Esa convivencia de tiempos y contextos se repetirá. «Las simultaneidades hablan muy bien de un territorio. Ya lo hicimos contando distintos relatos del arte producido en Canarias y vamos a seguir trabajando en esa línea», adelanta.
Inteligencia artificial y pensamiento crítico
El museo también aborda los debates actuales. Rubira señala que ya han incorporado proyectos relacionados con la inteligencia artificial. «Hay que utilizarla inteligentemente», afirma.
Más que centrarse solo en la regulación legal, el TEA propone una mirada crítica. «Nos interesa analizar cómo esas imágenes generadas pueden confundirse con la realidad y qué implicaciones tiene eso», explica.
Un pasado artístico «excepcional»
Preguntado por el nivel del arte en las islas, el director no duda. «El contexto artístico en Canarias es bastante excepcional», dice.
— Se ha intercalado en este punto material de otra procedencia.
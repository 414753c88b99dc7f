//! Plex Media Server client.

use crate::models::config::PlexConfig;
use crate::models::media::{LibrarySection, LocalSeason, MovieItem, SectionType, ShowItem};
use crate::{Error, Result};
use futures::stream::{self, StreamExt};
use serde::de::DeserializeOwned;
use serde::Deserialize;

/// Concurrent season fetches per section.
const SEASON_FETCH_CONCURRENCY: usize = 10;

/// Every Plex JSON response is wrapped in a `MediaContainer`.
#[derive(Debug, Deserialize)]
struct Envelope<T> {
    #[serde(rename = "MediaContainer")]
    media_container: T,
}

#[derive(Debug, Deserialize)]
#[serde(rename_all = "camelCase")]
struct ServerInfo {
    #[serde(default)]
    friendly_name: Option<String>,
    #[serde(default)]
    version: Option<String>,
}

#[derive(Debug, Deserialize)]
struct DirectoryList {
    #[serde(rename = "Directory", default)]
    directories: Vec<LibrarySection>,
}

#[derive(Debug, Deserialize)]
#[serde(bound = "T: DeserializeOwned")]
struct MetadataList<T> {
    #[serde(rename = "Metadata", default)]
    metadata: Vec<T>,
}

/// Server identity reported by the root endpoint.
#[derive(Debug, Clone)]
pub struct ServerIdentity {
    pub name: String,
    pub version: Option<String>,
}

/// Plex HTTP client authenticated with a static token.
pub struct PlexClient {
    base_url: String,
    token: String,
    client: reqwest::Client,
}

impl PlexClient {
    /// Create a client from configuration.
    pub fn new(config: &PlexConfig) -> Result<Self> {
        let base_url = config
            .url
            .as_deref()
            .map(str::trim)
            .filter(|u| !u.is_empty())
            .ok_or(Error::PlexUrlMissing)?;
        let token = config
            .token
            .as_deref()
            .map(str::trim)
            .filter(|t| !t.is_empty())
            .ok_or(Error::PlexTokenMissing)?;

        let client = reqwest::Client::builder()
            .timeout(std::time::Duration::from_secs(config.timeout))
            .build()?;

        Ok(Self {
            base_url: base_url.trim_end_matches('/').to_string(),
            token: token.to_string(),
            client,
        })
    }

    fn build_request(&self, url: &str) -> reqwest::RequestBuilder {
        self.client
            .get(url)
            .header("X-Plex-Token", &self.token)
            .header(reqwest::header::ACCEPT, "application/json")
    }

    async fn get_json<T: DeserializeOwned>(&self, path: &str) -> Result<T> {
        let url = format!("{}{}", self.base_url, path);
        let resp = self.build_request(&url).send().await?;

        let status = resp.status();
        if !status.is_success() {
            return Err(Error::PlexStatus {
                status: status.as_u16(),
                url,
            });
        }

        let envelope: Envelope<T> = resp.json().await?;
        Ok(envelope.media_container)
    }

    /// Connect to the server and read its name.
    pub async fn server_identity(&self) -> Result<ServerIdentity> {
        let info: ServerInfo = self.get_json("/").await?;
        Ok(ServerIdentity {
            name: info
                .friendly_name
                .unwrap_or_else(|| "Plex Media Server".to_string()),
            version: info.version,
        })
    }

    /// Server friendly name.
    pub async fn server_name(&self) -> Result<String> {
        Ok(self.server_identity().await?.name)
    }

    /// Movie and show library sections.
    pub async fn sections(&self) -> Result<Vec<LibrarySection>> {
        let list: DirectoryList = self.get_json("/library/sections").await?;
        Ok(list
            .directories
            .into_iter()
            .filter(|s| s.section_type != SectionType::Other)
            .collect())
    }

    async fn section_items<T: DeserializeOwned>(&self, section: &LibrarySection) -> Result<Vec<T>> {
        let path = format!(
            "/library/sections/{}/all?includeGuids=1",
            urlencoding::encode(&section.key)
        );
        let list: MetadataList<T> = self.get_json(&path).await?;
        Ok(list.metadata)
    }

    /// All movies in a section.
    pub async fn movies(&self, section: &LibrarySection) -> Result<Vec<MovieItem>> {
        let movies = self.section_items(section).await?;
        tracing::info!("Fetched {} movies from '{}'", movies.len(), section.title);
        Ok(movies)
    }

    /// All shows in a section, with their local seasons filled in.
    pub async fn shows(&self, section: &LibrarySection) -> Result<Vec<ShowItem>> {
        let shows: Vec<ShowItem> = self.section_items(section).await?;
        tracing::info!("Fetched {} shows from '{}'", shows.len(), section.title);

        let shows: Vec<ShowItem> = stream::iter(shows)
            .map(|mut show| async move {
                show.seasons = self.seasons_or_empty(&show).await;
                show
            })
            .buffered(SEASON_FETCH_CONCURRENCY)
            .collect()
            .await;
        Ok(shows)
    }

    /// Seasons of a show.
    pub async fn seasons(&self, rating_key: &str) -> Result<Vec<LocalSeason>> {
        let path = format!(
            "/library/metadata/{}/children",
            urlencoding::encode(rating_key)
        );
        let list: MetadataList<LocalSeason> = self.get_json(&path).await?;
        Ok(list.metadata)
    }

    async fn seasons_or_empty(&self, show: &ShowItem) -> Vec<LocalSeason> {
        let title = show.metadata.display_title();
        let Some(key) = show.metadata.rating_key.as_deref() else {
            tracing::warn!("Show '{}' has no rating key; no local seasons", title);
            return Vec::new();
        };

        match self.seasons(key).await {
            Ok(seasons) => seasons,
            Err(e) => {
                tracing::error!("Failed to fetch seasons for '{}': {}", title, e);
                Vec::new()
            }
        }
    }
}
A su juicio, la historia cultural del archipiélago se ha construido a partir de comunidades creativas. «No solo pintores o escultores, también poetas, caricaturistas, colectivos que generaban contexto», señala. Esa condición de puerto y lugar de tránsito, añade, favoreció la convivencia de corrientes distintas.
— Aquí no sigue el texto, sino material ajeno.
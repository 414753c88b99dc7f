//! External service clients.

pub mod plex;
pub mod retry;
pub mod tvmaze;

pub use plex::PlexClient;
pub use retry::{retry_with_backoff, RetryPolicy};
pub use tvmaze::{ShowCatalog, TvMazeClient};
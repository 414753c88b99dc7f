//! Data models.

pub mod catalog;
pub mod config;
pub mod media;
pub mod report;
«Siempre pensamos que la modernidad es una sola, pero hay muchas modernidades, incluso contradictorias», reflexiona. Y reivindica nombres más allá de los habituales. «Hay mujeres artistas interesantísimas, fundamentales para entender la renovación de la escultura en todo el Estado», apunta.
Cuidar la colección
Junto a la programación visible, Rubira destaca el trabajo interno. «Estamos estableciendo protocolos de conservación que no había y ya eran imprescindibles», afirma.
Algunas obras, como ciertos dibujos del fondo Domínguez, deben descansar por sobreexposición. «La colección ha crecido mucho y hay que organizar mejor su cuidado», explica.
El museo como refugio
Más allá de cifras y premios, el director reivindica la dimensión humana del arte. «Transforma», asegura cuando se le pregunta por su influencia en el carácter.
Para él, visitar un museo ofrece algo cada vez más escaso. «Te permite tener tiempo, y eso hoy casi no lo tenemos», dice. En ese sentido, concibe el TEA como un lugar de pausa y de encuentro.
Con un contrato de cinco años por delante y otros reconocimientos recientes, como el de institución transparente, Rubira se muestra optimista. «Estoy muy contento de estar aquí. Es un contexto muy rico y todavía hay mucho por hacer», concluye.